From the entries, copy out every line in which the word "stores" is found.

══ RECORDS SHOWN ══

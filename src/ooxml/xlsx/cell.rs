//! Cell values.
//!
//! [`CellData`] is what a worksheet stores per coordinate. Anything that
//! converts into it can be passed to
//! [`Worksheet::write`](crate::Worksheet::write).

use crate::ooxml::error::Result;
use crate::ooxml::xlsx::datetime::ExcelDateTime;
use crate::ooxml::xlsx::format::Format;
use chrono::{NaiveDate, NaiveDateTime, NaiveTime};
use smallvec::SmallVec;

/// Longest string Excel accepts in a cell.
pub const MAX_STRING_LEN: usize = 32_767;

/// Longest hyperlink target Excel accepts.
pub const MAX_URL_LEN: usize = 2_079;

/// A cell value.
#[derive(Debug, Clone, PartialEq)]
pub enum CellData {
    Blank,
    Boolean(bool),
    Number(f64),
    /// Plain text, stored in the shared string table.
    String(String),
    /// Formatted runs, stored inline.
    RichString(RichString),
    Formula(Formula),
    DateTime(ExcelDateTime),
    Url(Url),
}

impl CellData {
    /// Number of characters of text in the value, if it is text.
    pub(crate) fn text_len(&self) -> Option<usize> {
        match self {
            CellData::String(s) => Some(s.chars().count()),
            CellData::RichString(rich) => Some(rich.text_len()),
            CellData::Url(url) => Some(url.display_text().chars().count()),
            _ => None,
        }
    }
}

/// A formula with an optional cached result.
#[derive(Debug, Clone, PartialEq, Eq)]
pub struct Formula {
    pub(crate) expression: String,
    pub(crate) result: Option<String>,
}

impl Formula {
    /// Create a formula. A leading `=` is dropped.
    pub fn new(formula: impl AsRef<str>) -> Self {
        let formula = formula.as_ref().trim();
        let expression = formula.strip_prefix('=').unwrap_or(formula);
        Self {
            expression: expression.to_string(),
            result: None,
        }
    }

    /// Value Excel shows before the workbook is recalculated.
    pub fn set_result(mut self, result: impl Into<String>) -> Self {
        self.result = Some(result.into());
        self
    }

    pub fn expression(&self) -> &str {
        &self.expression
    }
}

impl From<&str> for Formula {
    fn from(formula: &str) -> Self {
        Formula::new(formula)
    }
}

/// Where a hyperlink points.
#[derive(Debug, Clone, Copy, PartialEq, Eq)]
pub(crate) enum UrlKind {
    /// Stored in the sheet relationships as an external target.
    External,
    /// A `location` inside this workbook.
    Internal,
}

/// A hyperlink value.
///
/// Links with a scheme (`http://`, `https://`, `ftp://`, `mailto:`, `file://`)
/// are external; `internal:Sheet2!A1` points inside the workbook.
#[derive(Debug, Clone, PartialEq, Eq)]
pub struct Url {
    pub(crate) link: String,
    pub(crate) text: Option<String>,
    pub(crate) tip: Option<String>,
}

impl Url {
    pub fn new(link: impl Into<String>) -> Self {
        Self {
            link: link.into(),
            text: None,
            tip: None,
        }
    }

    /// Text shown in the cell instead of the link itself.
    pub fn set_text(mut self, text: impl Into<String>) -> Self {
        self.text = Some(text.into());
        self
    }

    /// Screen tip shown on hover.
    pub fn set_tip(mut self, tip: impl Into<String>) -> Self {
        self.tip = Some(tip.into());
        self
    }

    pub(crate) fn kind(&self) -> UrlKind {
        if self.link.starts_with("internal:") {
            UrlKind::Internal
        } else {
            UrlKind::External
        }
    }

    pub(crate) fn is_supported(&self) -> bool {
        const SCHEMES: [&str; 6] = ["http://", "https://", "ftp://", "mailto:", "file://", "internal:"];
        SCHEMES.iter().any(|scheme| self.link.starts_with(scheme))
    }

    /// The link target without the `internal:` marker.
    pub(crate) fn target(&self) -> &str {
        self.link.strip_prefix("internal:").unwrap_or(&self.link)
    }

    /// External target and `#fragment` location, split the way Excel stores them.
    pub(crate) fn external_parts(&self) -> (&str, Option<&str>) {
        match self.link.split_once('#') {
            Some((target, location)) if !self.link.starts_with("mailto:") => {
                (target, Some(location))
            },
            _ => (&self.link, None),
        }
    }

    pub(crate) fn display_text(&self) -> &str {
        match &self.text {
            Some(text) => text,
            None => match self.kind() {
                UrlKind::Internal => self.target(),
                UrlKind::External => self.link.strip_prefix("mailto:").unwrap_or(&self.link),
            },
        }
    }
}

impl From<&str> for Url {
    fn from(link: &str) -> Self {
        Url::new(link)
    }
}

/// One run of a rich string.
#[derive(Debug, Clone, PartialEq)]
pub(crate) struct TextRun {
    pub format: Option<Format>,
    pub text: String,
}

/// Text made of differently formatted runs.
///
/// ```
/// use longan::{Format, RichString};
///
/// let mut bold = Format::new();
/// bold.set_bold();
///
/// let mut rich = RichString::new();
/// rich.append_plain("This is ").append(&bold, "bold");
/// assert_eq!(rich.text(), "This is bold");
/// ```
#[derive(Debug, Clone, PartialEq, Default)]
pub struct RichString {
    pub(crate) runs: SmallVec<[TextRun; 4]>,
}

impl RichString {
    pub fn new() -> Self {
        Self::default()
    }

    /// Append a run with its own font. The format is copied.
    pub fn append(&mut self, format: &Format, text: impl Into<String>) -> &mut Self {
        self.runs.push(TextRun {
            format: Some(format.clone()),
            text: text.into(),
        });
        self
    }

    /// Append a run in the cell's font.
    pub fn append_plain(&mut self, text: impl Into<String>) -> &mut Self {
        self.runs.push(TextRun {
            format: None,
            text: text.into(),
        });
        self
    }

    /// The concatenated text of all runs.
    pub fn text(&self) -> String {
        self.runs.iter().map(|run| run.text.as_str()).collect()
    }

    pub fn is_empty(&self) -> bool {
        self.runs.iter().all(|run| run.text.is_empty())
    }

    pub(crate) fn text_len(&self) -> usize {
        self.runs.iter().map(|run| run.text.chars().count()).sum()
    }
}

impl From<&str> for CellData {
    fn from(value: &str) -> Self {
        CellData::String(value.to_string())
    }
}

impl From<String> for CellData {
    fn from(value: String) -> Self {
        CellData::String(value)
    }
}

impl From<&String> for CellData {
    fn from(value: &String) -> Self {
        CellData::String(value.clone())
    }
}

impl From<bool> for CellData {
    fn from(value: bool) -> Self {
        CellData::Boolean(value)
    }
}

macro_rules! impl_from_number {
    ($($t:ty),*) => {
        $(
            impl From<$t> for CellData {
                fn from(value: $t) -> Self {
                    CellData::Number(value as f64)
                }
            }
        )*
    };
}

impl_from_number!(f64, f32, i8, u8, i16, u16, i32, u32, i64, u64, isize, usize);

impl From<Formula> for CellData {
    fn from(value: Formula) -> Self {
        CellData::Formula(value)
    }
}

impl From<&Formula> for CellData {
    fn from(value: &Formula) -> Self {
        CellData::Formula(value.clone())
    }
}

impl From<Url> for CellData {
    fn from(value: Url) -> Self {
        CellData::Url(value)
    }
}

impl From<&Url> for CellData {
    fn from(value: &Url) -> Self {
        CellData::Url(value.clone())
    }
}

impl From<RichString> for CellData {
    fn from(value: RichString) -> Self {
        CellData::RichString(value)
    }
}

impl From<&RichString> for CellData {
    fn from(value: &RichString) -> Self {
        CellData::RichString(value.clone())
    }
}

impl From<ExcelDateTime> for CellData {
    fn from(value: ExcelDateTime) -> Self {
        CellData::DateTime(value)
    }
}

impl From<&ExcelDateTime> for CellData {
    fn from(value: &ExcelDateTime) -> Self {
        CellData::DateTime(*value)
    }
}

impl From<()> for CellData {
    fn from(_: ()) -> Self {
        CellData::Blank
    }
}

impl<T: Into<CellData>> From<Option<T>> for CellData {
    fn from(value: Option<T>) -> Self {
        value.map_or(CellData::Blank, Into::into)
    }
}

/// Values accepted by [`Worksheet::write`](crate::Worksheet::write).
///
/// Conversion can fail for values Excel cannot represent, such as chrono
/// dates before 1899-12-31.
pub trait IntoCell {
    fn into_cell(self) -> Result<CellData>;
}

macro_rules! impl_into_cell {
    ($($t:ty),* $(,)?) => {
        $(
            impl IntoCell for $t {
                #[inline]
                fn into_cell(self) -> Result<CellData> {
                    Ok(CellData::from(self))
                }
            }
        )*
    };
}

impl_into_cell!(
    &str, String, &String, bool, f64, f32, i8, u8, i16, u16, i32, u32, i64, u64, isize, usize,
    Formula, &Formula, Url, &Url, RichString, &RichString, ExcelDateTime, &ExcelDateTime, (),
);

impl IntoCell for CellData {
    #[inline]
    fn into_cell(self) -> Result<CellData> {
        Ok(self)
    }
}

impl IntoCell for &CellData {
    #[inline]
    fn into_cell(self) -> Result<CellData> {
        Ok(self.clone())
    }
}

impl IntoCell for NaiveDate {
    fn into_cell(self) -> Result<CellData> {
        ExcelDateTime::try_from(self).map(CellData::DateTime)
    }
}

impl IntoCell for &NaiveDate {
    fn into_cell(self) -> Result<CellData> {
        (*self).into_cell()
    }
}

impl IntoCell for NaiveDateTime {
    fn into_cell(self) -> Result<CellData> {
        ExcelDateTime::try_from(self).map(CellData::DateTime)
    }
}

impl IntoCell for &NaiveDateTime {
    fn into_cell(self) -> Result<CellData> {
        (*self).into_cell()
    }
}

impl IntoCell for NaiveTime {
    fn into_cell(self) -> Result<CellData> {
        Ok(CellData::DateTime(ExcelDateTime::from(self)))
    }
}

impl IntoCell for &NaiveTime {
    fn into_cell(self) -> Result<CellData> {
        (*self).into_cell()
    }
}

impl<T: IntoCell> IntoCell for Option<T> {
    fn into_cell(self) -> Result<CellData> {
        match self {
            Some(value) => value.into_cell(),
            None => Ok(CellData::Blank),
        }
    }
}

#[cfg(test)]
mod tests {
    use super::*;

    #[test]
    fn test_into_cell() {
        assert_eq!(7i64.into_cell().unwrap(), CellData::Number(7.0));
        assert_eq!(None::<&str>.into_cell().unwrap(), CellData::Blank);

        let date = NaiveDate::from_ymd_opt(2024, 6, 1).unwrap();
        match date.into_cell().unwrap() {
            CellData::DateTime(dt) => assert_eq!(dt.to_excel(), 45444.0),
            other => panic!("unexpected {:?}", other),
        }

        let too_early = NaiveDate::from_ymd_opt(1899, 12, 30).unwrap();
        assert!(too_early.into_cell().is_err());
    }

    #[test]
    fn test_conversions() {
        assert_eq!(CellData::from("a"), CellData::String("a".into()));
        assert_eq!(CellData::from(3u8), CellData::Number(3.0));
        assert_eq!(CellData::from(true), CellData::Boolean(true));
        assert_eq!(CellData::from(None::<i32>), CellData::Blank);
        assert_eq!(CellData::from(Some(2.5)), CellData::Number(2.5));
        assert_eq!(CellData::from(()), CellData::Blank);
    }

    #[test]
    fn test_formula_strips_equals() {
        let formula = Formula::new("=SUM(A1:A3)").set_result("6");
        assert_eq!(formula.expression(), "SUM(A1:A3)");
        assert_eq!(formula.result.as_deref(), Some("6"));
        assert_eq!(Formula::new("A1+1").expression(), "A1+1");
    }

    #[test]
    fn test_url_kinds() {
        let url = Url::new("https://example.com/docs#intro");
        assert_eq!(url.kind(), UrlKind::External);
        assert_eq!(url.external_parts(), ("https://example.com/docs", Some("intro")));
        assert_eq!(url.display_text(), "https://example.com/docs#intro");

        let url = Url::new("internal:Sheet2!A1").set_text("Go");
        assert_eq!(url.kind(), UrlKind::Internal);
        assert_eq!(url.target(), "Sheet2!A1");
        assert_eq!(url.display_text(), "Go");

        let mail = Url::new("mailto:someone@example.com");
        assert_eq!(mail.display_text(), "someone@example.com");
        assert!(mail.is_supported());
        assert!(!Url::new("www.example.com").is_supported());
    }

    #[test]
    fn test_rich_string_copies_formats() {
        let mut red = Format::new();
        red.set_font_color(crate::Color::Red).unwrap();

        let mut rich = RichString::new();
        rich.append(&red, "red").append_plain(" text");
        red.set_bold();

        assert_eq!(rich.text(), "red text");
        assert_eq!(rich.text_len(), 8);
        assert!(!rich.runs[0].format.as_ref().unwrap().font.bold);
    }
}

═══

• **ANSWER AREA**:
//! [`CellData`] is what a worksheet stores per coordinate. Anything that
    /// External target and `#fragment` location, split the way Excel stores them.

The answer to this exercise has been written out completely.